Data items
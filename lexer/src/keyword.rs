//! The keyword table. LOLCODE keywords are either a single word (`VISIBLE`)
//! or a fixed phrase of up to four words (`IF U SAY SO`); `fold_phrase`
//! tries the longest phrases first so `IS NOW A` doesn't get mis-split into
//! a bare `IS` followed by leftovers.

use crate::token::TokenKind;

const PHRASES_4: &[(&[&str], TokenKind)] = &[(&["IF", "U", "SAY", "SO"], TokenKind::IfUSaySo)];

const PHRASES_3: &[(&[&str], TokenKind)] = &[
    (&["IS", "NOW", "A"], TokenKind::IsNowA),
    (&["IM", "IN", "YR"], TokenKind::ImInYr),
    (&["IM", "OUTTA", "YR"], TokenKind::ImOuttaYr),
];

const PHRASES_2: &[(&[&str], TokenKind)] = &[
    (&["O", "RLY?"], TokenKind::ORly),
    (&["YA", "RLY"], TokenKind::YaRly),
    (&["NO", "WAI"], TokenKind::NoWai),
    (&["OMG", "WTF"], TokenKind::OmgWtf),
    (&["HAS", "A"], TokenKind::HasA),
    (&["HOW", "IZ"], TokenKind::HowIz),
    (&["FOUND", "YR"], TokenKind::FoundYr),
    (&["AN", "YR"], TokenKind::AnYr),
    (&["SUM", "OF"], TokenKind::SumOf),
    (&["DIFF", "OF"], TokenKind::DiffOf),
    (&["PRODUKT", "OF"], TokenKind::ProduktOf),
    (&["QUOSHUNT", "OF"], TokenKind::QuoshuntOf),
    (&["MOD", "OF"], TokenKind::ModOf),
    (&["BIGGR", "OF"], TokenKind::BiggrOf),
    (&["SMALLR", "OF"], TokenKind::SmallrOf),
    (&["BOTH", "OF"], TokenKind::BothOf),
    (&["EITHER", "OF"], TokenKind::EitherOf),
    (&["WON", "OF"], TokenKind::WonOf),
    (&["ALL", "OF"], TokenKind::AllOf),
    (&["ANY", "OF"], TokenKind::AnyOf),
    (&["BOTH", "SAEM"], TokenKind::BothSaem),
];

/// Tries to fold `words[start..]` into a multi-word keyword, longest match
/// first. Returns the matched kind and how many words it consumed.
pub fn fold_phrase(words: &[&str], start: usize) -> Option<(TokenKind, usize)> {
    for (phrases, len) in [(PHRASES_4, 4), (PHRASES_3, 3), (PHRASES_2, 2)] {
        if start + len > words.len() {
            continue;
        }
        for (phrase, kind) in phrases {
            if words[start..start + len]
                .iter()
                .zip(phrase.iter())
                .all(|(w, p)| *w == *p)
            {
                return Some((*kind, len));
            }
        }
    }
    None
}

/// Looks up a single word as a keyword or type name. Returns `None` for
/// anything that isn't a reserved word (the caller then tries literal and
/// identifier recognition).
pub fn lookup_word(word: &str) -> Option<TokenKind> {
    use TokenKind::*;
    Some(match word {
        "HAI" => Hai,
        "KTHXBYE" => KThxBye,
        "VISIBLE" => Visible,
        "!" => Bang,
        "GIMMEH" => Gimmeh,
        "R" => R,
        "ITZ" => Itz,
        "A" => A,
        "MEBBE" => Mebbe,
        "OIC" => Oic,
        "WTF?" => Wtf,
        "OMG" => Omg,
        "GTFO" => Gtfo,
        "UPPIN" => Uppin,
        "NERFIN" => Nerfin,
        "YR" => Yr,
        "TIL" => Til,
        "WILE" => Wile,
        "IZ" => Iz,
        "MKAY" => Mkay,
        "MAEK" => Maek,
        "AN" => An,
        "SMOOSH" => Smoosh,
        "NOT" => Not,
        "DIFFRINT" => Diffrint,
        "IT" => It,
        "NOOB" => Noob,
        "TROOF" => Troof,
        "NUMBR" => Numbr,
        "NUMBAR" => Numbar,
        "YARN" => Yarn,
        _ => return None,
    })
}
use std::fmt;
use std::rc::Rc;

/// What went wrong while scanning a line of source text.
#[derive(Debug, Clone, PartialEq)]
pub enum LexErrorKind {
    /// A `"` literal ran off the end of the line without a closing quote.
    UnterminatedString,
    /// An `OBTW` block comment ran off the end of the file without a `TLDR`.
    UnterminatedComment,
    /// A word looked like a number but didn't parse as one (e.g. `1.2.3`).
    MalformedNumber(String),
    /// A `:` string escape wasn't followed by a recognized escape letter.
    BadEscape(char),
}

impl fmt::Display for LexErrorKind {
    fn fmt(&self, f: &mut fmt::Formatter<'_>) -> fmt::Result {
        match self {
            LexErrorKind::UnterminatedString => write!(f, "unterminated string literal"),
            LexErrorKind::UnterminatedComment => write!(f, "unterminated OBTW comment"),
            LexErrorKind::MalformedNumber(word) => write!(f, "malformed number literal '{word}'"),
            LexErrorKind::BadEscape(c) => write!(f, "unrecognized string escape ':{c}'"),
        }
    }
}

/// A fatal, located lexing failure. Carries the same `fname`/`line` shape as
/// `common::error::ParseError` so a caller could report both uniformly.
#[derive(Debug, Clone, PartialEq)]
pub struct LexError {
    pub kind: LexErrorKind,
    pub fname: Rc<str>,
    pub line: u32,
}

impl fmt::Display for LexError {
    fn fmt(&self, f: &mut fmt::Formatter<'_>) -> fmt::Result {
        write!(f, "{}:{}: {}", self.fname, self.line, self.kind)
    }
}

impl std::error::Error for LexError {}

_Your task_: Reproduce each entry above character for character.

_Answer to the exercise_:
filename lexer/src/keyword.rs
//! The keyword table. LOLCODE keywords are either a single word (`VISIBLE`)
//! or a fixed phrase of up to four words (`IF U SAY SO`); `fold_phrase`
//! tries the longest phrases first so `IS NOW A` doesn't get mis-split into
//! a bare `IS` followed by leftovers.

use crate::token::TokenKind;

const PHRASES_4: &[(&[&str], TokenKind)] = &[(&["IF", "U", "SAY", "SO"], TokenKind::IfUSaySo)];

const PHRASES_3: &[(&[&str], TokenKind)] = &[
    (&["IS", "NOW", "A"], TokenKind::IsNowA),
    (&["IM", "IN", "YR"], TokenKind::ImInYr),
    (&["IM", "OUTTA", "YR"], TokenKind::ImOuttaYr),
];

const PHRASES_2: &[(&[&str], TokenKind)] = &[
    (&["O", "RLY?"], TokenKind::ORly),
    (&["YA", "RLY"], TokenKind::YaRly),
    (&["NO", "WAI"], TokenKind::NoWai),
    (&["OMG", "WTF"], TokenKind::OmgWtf),
    (&["HAS", "A"], TokenKind::HasA),
    (&["HOW", "IZ"], TokenKind::HowIz),
    (&["FOUND", "YR"], TokenKind::FoundYr),
    (&["AN", "YR"], TokenKind::AnYr),
    (&["SUM", "OF"], TokenKind::SumOf),
    (&["DIFF", "OF"], TokenKind::DiffOf),
    (&["PRODUKT", "OF"], TokenKind::ProduktOf),
    (&["QUOSHUNT", "OF"], TokenKind::QuoshuntOf),
    (&["MOD", "OF"], TokenKind::ModOf),
    (&["BIGGR", "OF"], TokenKind::BiggrOf),
    (&["SMALLR", "OF"], TokenKind::SmallrOf),
    (&["BOTH", "OF"], TokenKind::BothOf),
    (&["EITHER", "OF"], TokenKind::EitherOf),
    (&["WON", "OF"], TokenKind::WonOf),
    (&["ALL", "OF"], TokenKind::AllOf),
    (&["ANY", "OF"], TokenKind::AnyOf),
    (&["BOTH", "SAEM"], TokenKind::BothSaem),
];

/// Tries to fold `words[start..]` into a multi-word keyword, longest match
/// first. Returns the matched kind and how many words it consumed.
pub fn fold_phrase(words: &[&str], start: usize) -> Option<(TokenKind, usize)> {
    for (phrases, len) in [(PHRASES_4, 4), (PHRASES_3, 3), (PHRASES_2, 2)] {
        if start + len > words.len() {
            continue;
        }
        for (phrase, kind) in phrases {
            if words[start..start + len]
                .iter()
                .zip(phrase.iter())
                .all(|(w, p)| *w == *p)
            {
                return Some((*kind, len));
            }
        }
    }
    None
}

/// Looks up a single word as a keyword or type name. Returns `None` for
/// anything that isn't a reserved word (the caller then tries literal and
/// identifier recognition).
pub fn lookup_word(word: &str) -> Option<TokenKind> {
    use TokenKind::*;
    Some(match word {
        "HAI" => Hai,
        "KTHXBYE" => KThxBye,
        "VISIBLE" => Visible,
        "!" => Bang,
        "GIMMEH" => Gimmeh,
        "R" => R,
        "ITZ" => Itz,
        "A" => A,
        "MEBBE" => Mebbe,
        "OIC" => Oic,
        "WTF?" => Wtf,
        "OMG" => Omg,
        "GTFO" => Gtfo,
        "UPPIN" => Uppin,
        "NERFIN" => Nerfin,
        "YR" => Yr,
        "TIL" => Til,
        "WILE" => Wile,
        "IZ" => Iz,
        "MKAY" => Mkay,
        "MAEK" => Maek,
        "AN" => An,
        "SMOOSH" => Smoosh,
        "NOT" => Not,
        "DIFFRINT" => Diffrint,
        "IT" => It,
        "NOOB" => Noob,
        "TROOF" => Troof,
        "NUMBR" => Numbr,
        "NUMBAR" => Numbar,
        "YARN" => Yarn,
        _ => return None,
    })
}
use std::fmt;
use std::rc::Rc;

/// What went wrong while scanning a line of source text.
#[derive(Debug, Clone, PartialEq)]
pub enum LexErrorKind {
    /// A `"` literal ran off the end of the line without a closing quote.
    UnterminatedString,
    /// An `OBTW` block comment ran off the end of the file without a `TLDR`.
    UnterminatedComment,
    /// A word looked like a number but didn't parse as one (e.g. `1.2.3`).
    MalformedNumber(String),
    /// A `:` string escape wasn't followed by a recognized escape letter.
    BadEscape(char),
}

impl fmt::Display for LexErrorKind {
    fn fmt(&self, f: &mut fmt::Formatter<'_>) -> fmt::Result {
        match self {
            LexErrorKind::UnterminatedString => write!(f, "unterminated string literal"),
            LexErrorKind::UnterminatedComment => write!(f, "unterminated OBTW comment"),
            LexErrorKind::MalformedNumber(word) => write!(f, "malformed number literal '{word}'"),
            LexErrorKind::BadEscape(c) => write!(f, "unrecognized string escape ':{c}'"),
        }
    }
}

/// A fatal, located lexing failure. Carries the same `fname`/`line` shape as
/// `common::error::ParseError` so a caller could report both uniformly.
#[derive(Debug, Clone, PartialEq)]
pub struct LexError {
    pub kind: LexErrorKind,
    pub fname: Rc<str>,
    pub line: u32,
}

impl fmt::Display for LexError {
    fn fmt(&self, f: &mut fmt::Formatter<'_>) -> fmt::Result {
        write!(f, "{}:{}: {}", self.fname, self.line, self.kind)
    }
}

impl std::error::Error for LexError {}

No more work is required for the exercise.